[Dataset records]
▬▬▬▬▬▬
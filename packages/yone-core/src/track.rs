//! Playable track descriptors and their release.
//!
//! A [`Track`] is deliberately not `Clone`: it owns whatever backs its source
//! (possibly a staged temporary file), and the only way to dispose of one is
//! to hand it to a [`TrackJanitor`] by value. That makes "released exactly
//! once" a property of the type rather than of careful bookkeeping. Code that
//! only needs to look at a track uses the cloneable [`TrackSummary`].

use std::path::PathBuf;

use serde::Serialize;

use crate::utils::is_http_source;

/// Where a track's audio comes from.
#[derive(Debug, PartialEq, Eq)]
pub enum TrackSource {
    /// A remote stream URL (or any locator the decoder reads directly).
    Remote(String),
    /// A local file owned by the track; deleted on release.
    LocalFile(PathBuf),
}

impl TrackSource {
    /// Returns the locator handed to the decoder.
    pub fn locator(&self) -> String {
        match self {
            Self::Remote(url) => url.clone(),
            Self::LocalFile(path) => path.display().to_string(),
        }
    }
}

/// A playable item in a session queue.
#[derive(Debug)]
pub struct Track {
    pub title: String,
    pub source: TrackSource,
    /// Length in whole seconds, when the resolver knows it.
    pub duration: Option<u64>,
}

impl Track {
    pub fn remote(title: impl Into<String>, url: impl Into<String>, duration: Option<u64>) -> Self {
        Self {
            title: title.into(),
            source: TrackSource::Remote(url.into()),
            duration,
        }
    }

    pub fn local(title: impl Into<String>, path: PathBuf, duration: Option<u64>) -> Self {
        Self {
            title: title.into(),
            source: TrackSource::LocalFile(path),
            duration,
        }
    }

    /// Returns a cloneable view of the track.
    pub fn summary(&self) -> TrackSummary {
        let locator = self.source.locator();
        TrackSummary {
            title: self.title.clone(),
            remote: is_http_source(&locator),
            locator,
            duration: self.duration,
        }
    }
}

/// Read-only, cloneable view of a [`Track`].
#[derive(Debug, Clone, PartialEq, Eq, Serialize)]
#[serde(rename_all = "camelCase")]
pub struct TrackSummary {
    pub title: String,
    pub locator: String,
    pub duration: Option<u64>,
    /// Whether the locator is an http(s) URL.
    pub remote: bool,
}

/// Releases the resources backing tracks that leave a queue.
pub trait TrackJanitor: Send + Sync {
    /// Consumes the track and frees anything it owns. Failures are logged, never returned.
    fn release(&self, track: Track);
}

/// Janitor that deletes staged local files.
#[derive(Debug, Default, Clone, Copy)]
pub struct FsJanitor;

impl TrackJanitor for FsJanitor {
    fn release(&self, track: Track) {
        if let TrackSource::LocalFile(path) = track.source {
            match std::fs::remove_file(&path) {
                Ok(()) => log::debug!("[Janitor] Removed {}", path.display()),
                Err(e) if e.kind() == std::io::ErrorKind::NotFound => {}
                Err(e) => log::warn!("[Janitor] Failed to remove {}: {}", path.display(), e),
            }
        }
    }
}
▬▬▬▬▬▬
AIM OF THE TASK:
Return every entry exactly; no line may be missing.

TASK OUTPUT:
filename packages/yone-core/src/track.rs
//! Playable track descriptors and their release.
//!
//! A [`Track`] is deliberately not `Clone`: it owns whatever backs its source
//! (possibly a staged temporary file), and the only way to dispose of one is
//! to hand it to a [`TrackJanitor`] by value. That makes "released exactly
//! once" a property of the type rather than of careful bookkeeping. Code that
//! only needs to look at a track uses the cloneable [`TrackSummary`].

use std::path::PathBuf;

use serde::Serialize;

use crate::utils::is_http_source;

/// Where a track's audio comes from.
#[derive(Debug, PartialEq, Eq)]
pub enum TrackSource {
    /// A remote stream URL (or any locator the decoder reads directly).
    Remote(String),
    /// A local file owned by the track; deleted on release.
    LocalFile(PathBuf),
}

impl TrackSource {
    /// Returns the locator handed to the decoder.
    pub fn locator(&self) -> String {
        match self {
            Self::Remote(url) => url.clone(),
            Self::LocalFile(path) => path.display().to_string(),
        }
    }
}

/// A playable item in a session queue.
#[derive(Debug)]
pub struct Track {
    pub title: String,
    pub source: TrackSource,
    /// Length in whole seconds, when the resolver knows it.
    pub duration: Option<u64>,
}

impl Track {
    pub fn remote(title: impl Into<String>, url: impl Into<String>, duration: Option<u64>) -> Self {
        Self {
            title: title.into(),
            source: TrackSource::Remote(url.into()),
            duration,
        }
    }

    pub fn local(title: impl Into<String>, path: PathBuf, duration: Option<u64>) -> Self {
        Self {
            title: title.into(),
            source: TrackSource::LocalFile(path),
            duration,
        }
    }

    /// Returns a cloneable view of the track.
    pub fn summary(&self) -> TrackSummary {
        let locator = self.source.locator();
        TrackSummary {
            title: self.title.clone(),
            remote: is_http_source(&locator),
            locator,
            duration: self.duration,
        }
    }
}

/// Read-only, cloneable view of a [`Track`].
#[derive(Debug, Clone, PartialEq, Eq, Serialize)]
#[serde(rename_all = "camelCase")]
pub struct TrackSummary {
    pub title: String,
    pub locator: String,
    pub duration: Option<u64>,
    /// Whether the locator is an http(s) URL.
    pub remote: bool,
}

/// Releases the resources backing tracks that leave a queue.
pub trait TrackJanitor: Send + Sync {
    /// Consumes the track and frees anything it owns. Failures are logged, never returned.
    fn release(&self, track: Track);
}

/// Janitor that deletes staged local files.
#[derive(Debug, Default, Clone, Copy)]
pub struct FsJanitor;

impl TrackJanitor for FsJanitor {
    fn release(&self, track: Track) {
        if let TrackSource::LocalFile(path) = track.source {
            match std::fs::remove_file(&path) {
                Ok(()) => log::debug!("[Janitor] Removed {}", path.display()),
                Err(e) if e.kind() == std::io::ErrorKind::NotFound => {}
                Err(e) => log::warn!("[Janitor] Failed to remove {}: {}", path.display(), e),
            }
        }
    }
}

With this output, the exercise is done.